BY ALEX ALSTON
I personally think the idea that only women can be feminists is a myth constructed by a male-dominated society. Quite frankly, it has done much in the way of dividing men and women working toward gender equity, as it is often wielded by patriarchal ways of thinking. However, one of my professors and I recently sat down and began discussing the somewhat problematic, in our respective opinions, phenomenon of men in academia (or any other discipline) promoting themselves as feminists when in fact their actions suggest otherwise.

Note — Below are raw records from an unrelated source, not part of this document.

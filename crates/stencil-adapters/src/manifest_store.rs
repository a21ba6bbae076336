//! In-memory manifest store with the built-in manifests.

use std::{
    collections::BTreeMap,
    sync::{Arc, RwLock},
};

use tracing::debug;

use stencil_core::{
    application::{ApplicationError, ports::ManifestStore},
    domain::{DomainValidator as validator, TemplateId, TemplateManifest},
    error::{StencilError, StencilResult},
};

use crate::manifest_loader;

/// Thread-safe in-memory manifest store.
#[derive(Clone, Default)]
pub struct InMemoryManifestStore {
    inner: Arc<RwLock<BTreeMap<TemplateId, TemplateManifest>>>,
}

impl InMemoryManifestStore {
    /// Create a new empty store.
    pub fn new() -> Self {
        Self::default()
    }

    /// Create a store with built-in manifests loaded.
    pub fn with_builtin() -> StencilResult<Self> {
        let store = Self::new();
        store.load_builtin()?;
        Ok(store)
    }

    /// Load built-in manifests.
    pub fn load_builtin(&self) -> StencilResult<()> {
        for manifest in manifest_loader::builtin_manifests()? {
            self.insert(manifest)?;
        }
        Ok(())
    }

    /// The manifest used when none is requested: the first built-in one.
    pub fn default_manifest(&self) -> StencilResult<TemplateManifest> {
        self.list()?
            .into_iter()
            .next()
            .ok_or_else(|| StencilError::Configuration {
                message: "no template manifests are available".into(),
            })
    }

    /// Get the number of manifests.
    pub fn len(&self) -> usize {
        self.inner.read().map(|inner| inner.len()).unwrap_or(0)
    }

    /// Check if store is empty.
    pub fn is_empty(&self) -> bool {
        self.len() == 0
    }
}

impl ManifestStore for InMemoryManifestStore {
    fn get(&self, id: &TemplateId) -> StencilResult<TemplateManifest> {
        let inner = self.inner.read().map_err(|_| lock_error())?;

        inner.get(id).cloned().ok_or_else(|| {
            ApplicationError::TemplateNotFound { id: id.to_string() }.into()
        })
    }

    fn list(&self) -> StencilResult<Vec<TemplateManifest>> {
        let inner = self.inner.read().map_err(|_| lock_error())?;
        Ok(inner.values().cloned().collect())
    }

    fn insert(&self, manifest: TemplateManifest) -> StencilResult<()> {
        // Validate before insertion
        validator::validate_manifest(&manifest)?;

        let mut inner = self.inner.write().map_err(|_| lock_error())?;
        debug!(id = %manifest.id, "Registering manifest");
        inner.insert(manifest.id.clone(), manifest);
        Ok(())
    }
}

fn lock_error() -> StencilError {
    StencilError::Internal {
        message: "manifest store lock poisoned".into(),
    }
}
//! Rename rules, removal sets and the relocation ledger.
//!
//! These are the concrete, fully-resolved instructions the application
//! services execute. Manifests produce them; nothing here touches the disk.

use std::path::{Path, PathBuf};

use super::common::RelativePath;

// ── Rename steps ─────────────────────────────────────────────────────────────

/// Replace every occurrence of `search_token` in a file, relocating the file
/// first when its path also contains the token.
#[derive(Debug, Clone, PartialEq, Eq)]
pub struct ReplacementRule {
    pub file_path: RelativePath,
    pub search_token: String,
    pub replacement_token: String,
}

impl ReplacementRule {
    pub fn new(
        file_path: RelativePath,
        search_token: impl Into<String>,
        replacement_token: impl Into<String>,
    ) -> Self {
        Self {
            file_path,
            search_token: search_token.into(),
            replacement_token: replacement_token.into(),
        }
    }
}

/// One step of the Preparing phase.
#[derive(Debug, Clone, PartialEq, Eq)]
pub enum RenameStep {
    Replace(ReplacementRule),
    /// Move a directory (or file) without touching its content.
    Move { from: RelativePath, to: RelativePath },
}

// ── Relocation ledger ────────────────────────────────────────────────────────

/// Ordered record of every move performed during a run.
///
/// Manifest paths are written against the template snapshot. Once a file or
/// directory has moved, later rules that name the old location are threaded
/// through this ledger to find the current one.
#[derive(Debug, Clone, Default, PartialEq, Eq)]
pub struct RelocationLedger {
    moves: Vec<(PathBuf, PathBuf)>,
}

impl RelocationLedger {
    pub fn new() -> Self {
        Self::default()
    }

    /// Record that `from` now lives at `to`. No-op when they are equal.
    pub fn record(&mut self, from: impl Into<PathBuf>, to: impl Into<PathBuf>) {
        let (from, to) = (from.into(), to.into());
        if from != to {
            self.moves.push((from, to));
        }
    }

    /// Current location of a snapshot path.
    pub fn resolve(&self, path: &Path) -> PathBuf {
        let mut current = path.to_path_buf();
        for (from, to) in &self.moves {
            if let Ok(rest) = current.strip_prefix(from) {
                current = if rest.as_os_str().is_empty() {
                    to.clone()
                } else {
                    to.join(rest)
                };
            }
        }
        current
    }

    pub fn len(&self) -> usize {
        self.moves.len()
    }

    pub fn is_empty(&self) -> bool {
        self.moves.is_empty()
    }
}

// ── Removal set ──────────────────────────────────────────────────────────────

/// Drop every line of `path` that contains any of `needles`.
#[derive(Debug, Clone, PartialEq, Eq)]
pub struct LineFilter {
    pub path: PathBuf,
    pub needles: Vec<String>,
}

impl LineFilter {
    /// The removal predicate: `true` means the line goes.
    pub fn matches(&self, line: &str) -> bool {
        self.needles.iter().any(|needle| line.contains(needle.as_str()))
    }
}

/// Remove the first exact occurrence of each block from `path`.
#[derive(Debug, Clone, PartialEq, Eq)]
pub struct BlockRemoval {
    pub path: PathBuf,
    pub blocks: Vec<String>,
}

/// Everything the feature stripper deletes or edits, with paths resolved
/// against the project root.
///
/// Entries are independent: no entry depends on another succeeding.
#[derive(Debug, Clone, Default, PartialEq, Eq)]
pub struct RemovalSet {
    pub directories: Vec<PathBuf>,
    pub files: Vec<PathBuf>,
    pub line_filters: Vec<LineFilter>,
    pub block_removals: Vec<BlockRemoval>,
}

impl RemovalSet {
    /// Number of filesystem entries that will be deleted.
    pub fn deletion_count(&self) -> usize {
        self.directories.len() + self.files.len()
    }

    /// Number of files that will be edited in place.
    pub fn edit_count(&self) -> usize {
        self.line_filters.len() + self.block_removals.len()
    }
}

#[cfg(test)]
mod tests {
    use super::*;

    #[test]
    fn ledger_resolves_moved_file() {
        let mut ledger = RelocationLedger::new();
        ledger.record("coreTemplate.sln", "Sample.sln");

        assert_eq!(ledger.resolve(Path::new("coreTemplate.sln")), PathBuf::from("Sample.sln"));
        assert_eq!(
            ledger.resolve(Path::new("coreTemplate.sln.DotSettings")),
            PathBuf::from("coreTemplate.sln.DotSettings")
        );
    }

    #[test]
    fn ledger_rebases_paths_under_moved_directory() {
        let mut ledger = RelocationLedger::new();
        ledger.record("src/starterProject", "src/sample");

        assert_eq!(
            ledger.resolve(Path::new("src/starterProject/WebAPI/appsettings.json")),
            PathBuf::from("src/sample/WebAPI/appsettings.json")
        );
        assert_eq!(
            ledger.resolve(Path::new("src/starterProjectExtras/x.cs")),
            PathBuf::from("src/starterProjectExtras/x.cs")
        );
    }

    #[test]
    fn ledger_chains_moves_in_order() {
        let mut ledger = RelocationLedger::new();
        ledger.record("a.txt", "b.txt");
        ledger.record("b.txt", "c.txt");
        ledger.record("same", "same");

        assert_eq!(ledger.resolve(Path::new("a.txt")), PathBuf::from("c.txt"));
        assert_eq!(ledger.len(), 2);
    }

    #[test]
    fn line_filter_matches_any_needle() {
        let filter = LineFilter {
            path: PathBuf::from("Startup.cs"),
            needles: vec!["AddUsersServices".into(), "DependencyResolvers".into()],
        };

        assert!(filter.matches("using Application.Tests.DependencyResolvers;"));
        assert!(filter.matches("    services.AddUsersServices();"));
        assert!(!filter.matches("namespace Application.Tests;"));
    }
}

The specific case in question involved Tulane University professor Shayne Lee and his book entitled, Erotic Revolutionaries: Black Women, Sexuality, and Popular Culture. (If you haven’t heard about the debacle please google it.) Lee was once a part of a group of black professors, all men, who very vehemently and consistently articulated their place as “black male-feminists.” The problem arose when Lee’s work was critiqued by a colleague of his, Dr. Tamura Lomax. For whatever reason Lee responded hostilely toward his colleague via text message and facebook. Dr. Lomax expressed that she felt physically threatened and intellectually demeaned by Lee’s comments toward her. Lee, however has defended his position even as the situation has deteriorated and many of his colleagues, both men and women, have firmly denounced his behavior as neither feminist nor professional. The point both my professor and I stressed was that a commitment to feminism from a man, cannot simply be lip service. There are inevitably various ways to practice feminism, but physical intimidation and insults cannot be readily incorporated into a feminist framework of responding to a colleague. Like Lee, there are many “progressive men” operating in different disciplines and different spheres that don’t mind calling themselves feminists. Part of my experience at Hollaback! taught me to value the meaning of the term and to not just lump myself in simply because I could be mildly cognizant of sexism. I certainly don’t claim to be the authority on who is and who is not a feminist, but I will say there is a real problem with the almost flippant use of the word on the part of some men to serve their own ends. A feminist in speech only, is no feminist at all.